YouTube版・立憲デモクラシー講座・第7回「「メディアと政治」を考える」(石田英敬東京大学教授)を視聴する
 
 立憲デモクラシーの会が、デモクラシータイムスと連携して始めた動画版(YouTube版)の立憲デモクラシー講座も、回を重ねて第7回がアップされました。7回目と言っても、4人目に登場した石川健司さん(東京大学教授・憲法学)が大河講義となったため、3回に分割してアップされたため、実質的には今回が5人目となります。
 5人目の講師は、記号論・メディア論専攻の東京大学教授、石田英敬(いしだ・ひでたか)さんです。
 
 立憲デモクラシーの会に集う学者の皆さんの中で、やはり中心になっているのは政治学憲法学を専攻される方々で、記号論・メディア論と言われても、いまひとつピンと来ないなあ、というのが正直なところです。
 まず、番組紹介文を添えて、動画をご紹介しましょう。
 
「メディアと政治」を考える 石田英敬東京大学) 立憲デモクラシー講座ー⑦(1時間20分)
(番組紹介文を引用開始)
2018/03/30 に公開
 立憲デモクラシー講座も第7回。
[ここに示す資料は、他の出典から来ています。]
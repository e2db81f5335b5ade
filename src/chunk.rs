//! Sliding-window text chunker.
//!
//! Splits normalized document text into overlapping fixed-size character
//! windows. Each window becomes a [`Chunk`] with a contiguous 0-based index
//! and a deterministic id, so re-ingesting the same text produces the same
//! points.

use anyhow::{bail, Result};
use chrono::Utc;
use sha2::{Digest, Sha256};
use uuid::Uuid;

use crate::models::Chunk;

/// Default window size in characters.
pub const DEFAULT_CHUNK_SIZE: usize = 512;

/// Overlap between successive windows: a fixed character count, or a
/// fraction of the window size.
#[derive(Debug, Clone, Copy, PartialEq)]
pub enum Overlap {
    Chars(usize),
    Fraction(f32),
}

impl Overlap {
    /// Resolve the overlap to a character count for the given window size.
    pub fn resolve(&self, size: usize) -> usize {
        match *self {
            Overlap::Chars(n) => n,
            Overlap::Fraction(f) => (size as f32 * f) as usize,
        }
    }
}

impl Default for Overlap {
    fn default() -> Self {
        Overlap::Chars(100)
    }
}

impl std::str::FromStr for Overlap {
    type Err = anyhow::Error;

    /// Parses `"100"` as a character count and `"20%"` as a fraction.
    fn from_str(s: &str) -> Result<Self> {
        let s = s.trim();
        if let Some(pct) = s.strip_suffix('%') {
            let value: f32 = pct.trim().parse()?;
            if !(0.0..100.0).contains(&value) {
                bail!("overlap percentage must be in [0, 100), got {value}");
            }
            Ok(Overlap::Fraction(value / 100.0))
        } else {
            Ok(Overlap::Chars(s.parse()?))
        }
    }
}

/// Split text into successive windows of `size` characters, each overlapping
/// the previous one by `overlap` characters.
///
/// Windows cover the whole text with no gaps; the final window ends exactly
/// at the text's end. Empty input yields an empty sequence.
///
/// # Errors
///
/// Returns an error when `size` is zero or the resolved overlap is not
/// strictly smaller than `size` (the window would never advance).
pub fn chunk_text(
    document_url: &str,
    title: &str,
    text: &str,
    size: usize,
    overlap: Overlap,
) -> Result<Vec<Chunk>> {
    if size == 0 {
        bail!("chunk size must be > 0");
    }
    let overlap = overlap.resolve(size);
    if overlap >= size {
        bail!("chunk overlap ({overlap}) must be smaller than chunk size ({size})");
    }

    if text.is_empty() {
        return Ok(Vec::new());
    }

    // Byte offsets of every character boundary, so windows measured in
    // characters never split a multi-byte sequence.
    let mut bounds: Vec<usize> = text.char_indices().map(|(i, _)| i).collect();
    bounds.push(text.len());
    let len = bounds.len() - 1;

    let mut chunks = Vec::new();
    let mut start = 0usize;
    let mut index = 0usize;

    loop {
        let end = (start + size).min(len);
        let window = &text[bounds[start]..bounds[end]];
        chunks.push(make_chunk(document_url, title, index, window));
        if end == len {
            break;
        }
        start = end - overlap;
        index += 1;
    }

    Ok(chunks)
}

/// Builds a chunk with an id derived from SHA-256 of url + index + text,
/// folded into a UUID so the vector store accepts it as a point id.
fn make_chunk(document_url: &str, title: &str, index: usize, text: &str) -> Chunk {
    let mut hasher = Sha256::new();
    hasher.update(document_url.as_bytes());
    hasher.update((index as u64).to_le_bytes());
    hasher.update(text.as_bytes());
    let digest = hasher.finalize();

    let mut bytes = [0u8; 16];
    bytes.copy_from_slice(&digest[..16]);
    let id = Uuid::from_bytes(bytes).to_string();

    Chunk {
        id,
        document_url: document_url.to_string(),
        text: text.to_string(),
        index,
        title: title.to_string(),
        created_at: Utc::now(),
    }
}
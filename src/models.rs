//! Core data models used throughout doc-query.
//!
//! These types represent the documents, chunks, and answers that flow through
//! the ingestion and query pipelines.

use chrono::{DateTime, Utc};
use serde::{Deserialize, Serialize};

/// A fetched, cleaned documentation page.
///
/// Produced once per successfully fetched, non-empty page and immutable
/// after creation.
#[derive(Debug, Clone)]
pub struct Document {
    pub url: String,
    pub title: String,
    pub text: String,
    pub fetched_at: DateTime<Utc>,
}

/// A bounded, overlapping window of a document's normalized text.
///
/// `index` is contiguous and increasing within a document, starting at 0.
/// The id is deterministic (derived from the document URL, chunk index, and
/// chunk text), so re-ingesting the same content upserts in place instead of
/// storing duplicate points.
#[derive(Debug, Clone)]
pub struct Chunk {
    pub id: String,
    pub document_url: String,
    pub text: String,
    pub index: usize,
    pub title: String,
    pub created_at: DateTime<Utc>,
}

/// The payload stored alongside each vector point.
#[derive(Debug, Clone, Serialize, Deserialize)]
pub struct PointPayload {
    pub content: String,
    pub source_url: String,
    pub title: String,
}

/// The persisted unit in the vector store: one point per chunk.
#[derive(Debug, Clone)]
pub struct Point {
    pub id: String,
    pub vector: Vec<f32>,
    pub payload: PointPayload,
}

/// A chunk retrieved for a query, ranked by cosine similarity.
#[derive(Debug, Clone, Serialize)]
pub struct RetrievedContext {
    pub id: String,
    pub content: String,
    pub source_url: String,
    pub similarity_score: f32,
    pub title: String,
}

/// The answer produced for a single query. Transient: returned to the
/// caller and not persisted.
#[derive(Debug, Clone, Serialize)]
pub struct GeneratedAnswer {
    pub id: String,
    pub text: String,
    pub confidence_score: f32,
    pub sources: Vec<String>,
    /// Advisory groundedness signal: whether the answer appears to be
    /// supported by the retrieved contexts. Never blocks the answer.
    pub grounded: bool,
    pub timestamp: DateTime<Utc>,
    pub query_id: String,
}
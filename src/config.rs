//! Environment-sourced configuration.
//!
//! All settings come from the process environment and are validated once at
//! startup. `EMBEDDING_DIMS` is deliberately required: the collection's
//! dimensionality is fixed at creation time and must match the configured
//! embedding model, so it is never guessed.

use std::str::FromStr;

use anyhow::{bail, Context, Result};

use crate::chunk::{Overlap, DEFAULT_CHUNK_SIZE};

#[derive(Debug, Clone)]
pub struct Config {
    /// Seed URL of the documentation site to ingest.
    pub target_url: String,
    /// Address the HTTP API binds to.
    pub bind_addr: String,
    /// Timeout applied to every outbound HTTP client.
    pub http_timeout_secs: u64,
    pub chunking: ChunkingConfig,
    pub qdrant: QdrantConfig,
    pub embedding: EmbeddingConfig,
    pub completion: CompletionConfig,
}

#[derive(Debug, Clone)]
pub struct ChunkingConfig {
    pub size: usize,
    pub overlap: Overlap,
}

#[derive(Debug, Clone)]
pub struct QdrantConfig {
    pub url: String,
    pub api_key: Option<String>,
    pub collection: String,
}

#[derive(Debug, Clone)]
pub struct EmbeddingConfig {
    pub api_key: String,
    pub model: String,
    pub dims: usize,
    pub max_retries: u32,
}

#[derive(Debug, Clone)]
pub struct CompletionConfig {
    pub api_key: String,
    pub model: String,
    pub temperature: f32,
    pub max_tokens: u32,
}

impl Config {
    /// Load and validate configuration from the environment.
    pub fn from_env() -> Result<Self> {
        let config = Self {
            target_url: required("TARGET_URL")?,
            bind_addr: optional("BIND_ADDR").unwrap_or_else(|| "0.0.0.0:8000".to_string()),
            http_timeout_secs: parsed("HTTP_TIMEOUT_SECS", 30)?,
            chunking: ChunkingConfig {
                size: parsed("CHUNK_SIZE", DEFAULT_CHUNK_SIZE)?,
                overlap: parsed_with("CHUNK_OVERLAP", Overlap::default())?,
            },
            qdrant: QdrantConfig {
                url: required("QDRANT_URL")?,
                api_key: optional("QDRANT_API_KEY"),
                collection: optional("QDRANT_COLLECTION_NAME")
                    .unwrap_or_else(|| "documentation_chunks".to_string()),
            },
            embedding: EmbeddingConfig {
                api_key: required("COHERE_API_KEY")?,
                model: optional("EMBEDDING_MODEL")
                    .unwrap_or_else(|| "embed-english-v3.0".to_string()),
                dims: parsed_required("EMBEDDING_DIMS")?,
                max_retries: parsed("EMBED_MAX_RETRIES", 5)?,
            },
            completion: CompletionConfig {
                api_key: required("OPENAI_API_KEY")?,
                model: optional("OPENAI_MODEL_NAME")
                    .unwrap_or_else(|| "gpt-4-turbo-preview".to_string()),
                temperature: parsed("OPENAI_TEMPERATURE", 0.7)?,
                max_tokens: parsed("OPENAI_MAX_TOKENS", 1000)?,
            },
        };

        config.validate()?;
        Ok(config)
    }

    fn validate(&self) -> Result<()> {
        if self.embedding.dims == 0 {
            bail!("EMBEDDING_DIMS must be > 0");
        }
        if self.chunking.size == 0 {
            bail!("CHUNK_SIZE must be > 0");
        }
        let overlap = self.chunking.overlap.resolve(self.chunking.size);
        if overlap >= self.chunking.size {
            bail!(
                "CHUNK_OVERLAP ({}) must be smaller than CHUNK_SIZE ({})",
                overlap,
                self.chunking.size
            );
        }
        if self.http_timeout_secs == 0 {
            bail!("HTTP_TIMEOUT_SECS must be > 0");
        }
        Ok(())
    }
}

fn required(name: &str) -> Result<String> {
    match optional(name) {
        Some(value) => Ok(value),
        None => bail!("{name} environment variable is required"),
    }
}

fn optional(name: &str) -> Option<String> {
    std::env::var(name).ok().filter(|v| !v.trim().is_empty())
}

fn parsed<T: FromStr>(name: &str, default: T) -> Result<T>
where
    T::Err: std::error::Error + Send + Sync + 'static,
{
    match optional(name) {
        Some(value) => value
            .parse()
            .with_context(|| format!("invalid value for {name}: {value}")),
        None => Ok(default),
    }
}

fn parsed_required<T: FromStr>(name: &str) -> Result<T>
where
    T::Err: std::error::Error + Send + Sync + 'static,
{
    let value = required(name)?;
    value
        .parse()
        .with_context(|| format!("invalid value for {name}: {value}"))
}

/// Like [`parsed`] for types whose `FromStr` error is already an
/// `anyhow::Error` (the overlap policy).
fn parsed_with<T: FromStr<Err = anyhow::Error>>(name: &str, default: T) -> Result<T> {
    match optional(name) {
        Some(value) => value
            .parse()
            .map_err(|err: anyhow::Error| err.context(format!("invalid value for {name}: {value}"))),
        None => Ok(default),
    }
}

#[cfg(test)]
mod tests {
    use super::*;

    fn test_config() -> Config {
        Config {
            target_url: "https://docs.example/".to_string(),
            bind_addr: "127.0.0.1:0".to_string(),
            http_timeout_secs: 30,
            chunking: ChunkingConfig {
                size: 512,
                overlap: Overlap::Chars(100),
            },
            qdrant: QdrantConfig {
                url: "http://localhost:6333".to_string(),
                api_key: None,
                collection: "documentation_chunks".to_string(),
            },
            embedding: EmbeddingConfig {
                api_key: "test-key".to_string(),
                model: "embed-english-v3.0".to_string(),
                dims: 1024,
                max_retries: 5,
            },
            completion: CompletionConfig {
                api_key: "test-key".to_string(),
                model: "gpt-4-turbo-preview".to_string(),
                temperature: 0.7,
                max_tokens: 1000,
            },
        }
    }

    #[test]
    fn valid_config_passes_validation() {
        assert!(test_config().validate().is_ok());
    }

    #[test]
    fn zero_dims_is_rejected() {
        let mut config = test_config();
        config.embedding.dims = 0;
        assert!(config.validate().is_err());
    }

    #[test]
    fn overlap_not_smaller_than_size_is_rejected() {
        let mut config = test_config();
        config.chunking.overlap = Overlap::Chars(512);
        assert!(config.validate().is_err());

        config.chunking.overlap = Overlap::Fraction(0.2);
        assert!(config.validate().is_ok());
    }
}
講師は、東京大学記号論とメディアを研究する石田英敬教授。
 これが、予想外の大講義となりました。一挙公開します!
 啓蒙思想の普及をささえた印刷術の紙の時代は、20世紀初頭の大型輪転機と電信の普及によって変容し、政治が、活字と映像の影響力を駆使しメディアを利用する時代となった。そして、1990年代以降のコンピューター、インターネットの普及によって、デジタルメディアの網の目にすべての人々が繋がれる世界が生まれた。
 メディアを利用した人々の意識への働きかけ、利用の技術は、アメリカを第一次大戦参戦を誘導したようなプロパガンダから、PRと名を変えさらにマーケティングへと変貌した。
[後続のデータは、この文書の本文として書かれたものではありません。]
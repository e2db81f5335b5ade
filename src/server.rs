//! HTTP API server.
//!
//! Exposes the ingestion and query pipelines over a JSON HTTP API.
//!
//! # Endpoints
//!
//! | Method | Path | Description |
//! |--------|------|-------------|
//! | `POST` | `/ingest?limit=N` | Start an ingest run; returns a job id immediately |
//! | `GET`  | `/ingest/{id}` | Poll an ingest job's status and report |
//! | `POST` | `/query` | Answer a question from the indexed documentation |
//! | `GET`  | `/health` | Reachability of the vector store and the completion provider |
//!
//! # Error Contract
//!
//! All error responses follow the same schema:
//!
//! ```json
//! { "error": { "code": "bad_request", "message": "question must not be empty" } }
//! ```
//!
//! Query failures always return an explicit error status and message, never
//! a partial answer.
//!
//! # CORS
//!
//! All origins, methods, and headers are permitted to support browser-based
//! documentation frontends.

use std::sync::Arc;
use std::time::Instant;

use axum::{
    extract::{Path, Query, State},
    http::StatusCode,
    response::{IntoResponse, Response},
    routing::{get, post},
    Json, Router,
};
use serde::{Deserialize, Serialize};
use tower_http::cors::{Any, CorsLayer};
use tracing::info;

use crate::config::Config;
use crate::embedding::{CohereEmbedder, Embedder};
use crate::fetch::{Fetcher, HttpFetcher};
use crate::ingest;
use crate::jobs::{IngestJob, JobRegistry};
use crate::llm::{CompletionProvider, OpenAiCompletions};
use crate::models::{GeneratedAnswer, RetrievedContext};
use crate::rag;
use crate::store::{QdrantStore, VectorStore};

/// Shared application state. All clients are built once at startup and
/// reused across requests.
#[derive(Clone)]
pub struct AppState {
    pub config: Arc<Config>,
    pub fetcher: Arc<dyn Fetcher>,
    pub embedder: Arc<dyn Embedder>,
    pub store: Arc<dyn VectorStore>,
    pub llm: Arc<dyn CompletionProvider>,
    pub jobs: JobRegistry,
}

impl AppState {
    /// Build production state: reqwest-backed fetcher, Cohere embedder,
    /// Qdrant gateway, and OpenAI completions.
    pub fn from_config(config: Config) -> anyhow::Result<Self> {
        let timeout = config.http_timeout_secs;
        let fetcher = Arc::new(HttpFetcher::new(timeout)?);
        let embedder = Arc::new(CohereEmbedder::new(&config.embedding, timeout)?);
        let store = Arc::new(QdrantStore::new(&config.qdrant, timeout)?);
        let llm = Arc::new(OpenAiCompletions::new(&config.completion, timeout)?);

        Ok(Self {
            config: Arc::new(config),
            fetcher,
            embedder,
            store,
            llm,
            jobs: JobRegistry::new(),
        })
    }
}

/// Starts the HTTP server on the configured bind address. Runs until the
/// process is terminated.
pub async fn run_server(state: AppState) -> anyhow::Result<()> {
    let bind_addr = state.config.bind_addr.clone();
    let app = router(state);

    info!(%bind_addr, "API server listening");

    let listener = tokio::net::TcpListener::bind(&bind_addr).await?;
    axum::serve(listener, app).await?;

    Ok(())
}

/// Builds the application router. Separated from [`run_server`] so tests can
/// drive the API without binding a socket.
pub fn router(state: AppState) -> Router {
    let cors = CorsLayer::new()
        .allow_origin(Any)
        .allow_methods(Any)
        .allow_headers(Any);

    Router::new()
        .route("/ingest", post(handle_start_ingest))
        .route("/ingest/{id}", get(handle_ingest_status))
        .route("/query", post(handle_query))
        .route("/health", get(handle_health))
        .layer(cors)
        .with_state(state)
}

// ============ Error response ============

#[derive(Serialize)]
struct ErrorBody {
    error: ErrorDetail,
}

#[derive(Serialize)]
struct ErrorDetail {
    /// Machine-readable error code (e.g. `"bad_request"`, `"not_found"`).
    code: String,
    /// Human-readable error message.
    message: String,
}

/// Internal error type that converts into an HTTP response.
struct AppError {
    status: StatusCode,
    code: String,
    message: String,
}

impl IntoResponse for AppError {
    fn into_response(self) -> Response {
        let body = ErrorBody {
            error: ErrorDetail {
                code: self.code,
                message: self.message,
            },
        };
        (self.status, Json(body)).into_response()
    }
}

fn bad_request(message: impl Into<String>) -> AppError {
    AppError {
        status: StatusCode::BAD_REQUEST,
        code: "bad_request".to_string(),
        message: message.into(),
    }
}

fn not_found(message: impl Into<String>) -> AppError {
    AppError {
        status: StatusCode::NOT_FOUND,
        code: "not_found".to_string(),
        message: message.into(),
    }
}

/// Maps a query pipeline failure to the most descriptive error code. The
/// pipeline surfaces one error per query; the step that failed is named in
/// the error chain.
fn classify_query_error(err: anyhow::Error) -> AppError {
    let message = format!("{err:#}");
    let code = if message.contains("embedding") {
        "embedding_failed"
    } else if message.contains("search") || message.contains("collection") {
        "vector_store_error"
    } else if message.contains("generation") || message.contains("completion") {
        "generation_failed"
    } else {
        "internal"
    };
    AppError {
        status: StatusCode::BAD_GATEWAY,
        code: code.to_string(),
        message,
    }
}

// ============ POST /ingest ============

#[derive(Deserialize)]
struct IngestParams {
    limit: Option<usize>,
}

#[derive(Serialize)]
struct IngestAccepted {
    job_id: String,
    status: String,
    limit: usize,
}

/// Starts an ingest run over the configured target site. Returns
/// immediately with a job id; progress is observable via
/// `GET /ingest/{id}`.
async fn handle_start_ingest(
    State(state): State<AppState>,
    Query(params): Query<IngestParams>,
) -> Result<(StatusCode, Json<IngestAccepted>), AppError> {
    let limit = params.limit.unwrap_or(ingest::DEFAULT_PAGE_LIMIT);
    if limit == 0 {
        return Err(bad_request("limit must be >= 1"));
    }

    let config = state.config.clone();
    let fetcher = state.fetcher.clone();
    let embedder = state.embedder.clone();
    let store = state.store.clone();

    let job_id = state.jobs.spawn(limit, async move {
        ingest::run_ingest(
            &config,
            fetcher.as_ref(),
            embedder.as_ref(),
            store.as_ref(),
            limit,
        )
        .await
    });

    Ok((
        StatusCode::ACCEPTED,
        Json(IngestAccepted {
            job_id,
            status: "accepted".to_string(),
            limit,
        }),
    ))
}

// ============ GET /ingest/{id} ============

async fn handle_ingest_status(
    State(state): State<AppState>,
    Path(id): Path<String>,
) -> Result<Json<IngestJob>, AppError> {
    state
        .jobs
        .get(&id)
        .map(Json)
        .ok_or_else(|| not_found(format!("no ingest job with id: {id}")))
}

// ============ POST /query ============

#[derive(Deserialize)]
struct QueryRequest {
    question: String,
    top_k: Option<usize>,
}

#[derive(Serialize)]
struct QueryResponse {
    query_id: String,
    question: String,
    answer: GeneratedAnswer,
    retrieved_contexts: Vec<RetrievedContext>,
    processing_time_ms: u64,
    status: String,
}

/// Runs the retrieval-augmented answer flow synchronously: embed the
/// question, retrieve the nearest chunks, generate a grounded answer.
async fn handle_query(
    State(state): State<AppState>,
    Json(request): Json<QueryRequest>,
) -> Result<Json<QueryResponse>, AppError> {
    if request.question.trim().is_empty() {
        return Err(bad_request("question must not be empty"));
    }
    let top_k = request.top_k.unwrap_or(rag::DEFAULT_TOP_K);
    if top_k == 0 {
        return Err(bad_request("top_k must be >= 1"));
    }

    let started = Instant::now();
    let outcome = rag::answer_question(
        state.embedder.as_ref(),
        state.store.as_ref(),
        state.llm.as_ref(),
        &request.question,
        top_k,
    )
    .await
    .map_err(classify_query_error)?;

    Ok(Json(QueryResponse {
        query_id: outcome.answer.query_id.clone(),
        question: request.question,
        answer: outcome.answer,
        retrieved_contexts: outcome.contexts,
        processing_time_ms: started.elapsed().as_millis() as u64,
        status: "success".to_string(),
    }))
}

// ============ GET /health ============

#[derive(Serialize)]
struct HealthResponse {
    status: String,
    components: HealthComponents,
}

#[derive(Serialize)]
struct HealthComponents {
    vector_store: String,
    generation: String,
}

/// Reports whether the vector store and the completion provider are
/// reachable.
async fn handle_health(State(state): State<AppState>) -> Json<HealthResponse> {
    let vector_store_ok = state.store.health().await;
    let generation_ok = state.llm.health().await;

    let status = if vector_store_ok && generation_ok {
        "healthy"
    } else {
        "degraded"
    };

    Json(HealthResponse {
        status: status.to_string(),
        components: HealthComponents {
            vector_store: component_status(vector_store_ok),
            generation: component_status(generation_ok),
        },
    })
}

fn component_status(ok: bool) -> String {
    if ok { "ok" } else { "unreachable" }.to_string()
}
 今、資本主義を支えるに至ったマーケティングが政治に活用される時代である。デジタルメディアの時代には、ひとりひとりにカスタマイズされた情報が届けられる。そういう時代に、私たちの意識は、ほんとうに私たちが自ら形成した意識と言えるのか。
 現代では、ネットを通じて利用者が無意識のうちに提供する情報を大量に収集し、それぞれの利用者にカスタマイズした情報を効率よく提供できる。ネットを利用する私たちは私たち自身の言葉を持つことになるのだろうか。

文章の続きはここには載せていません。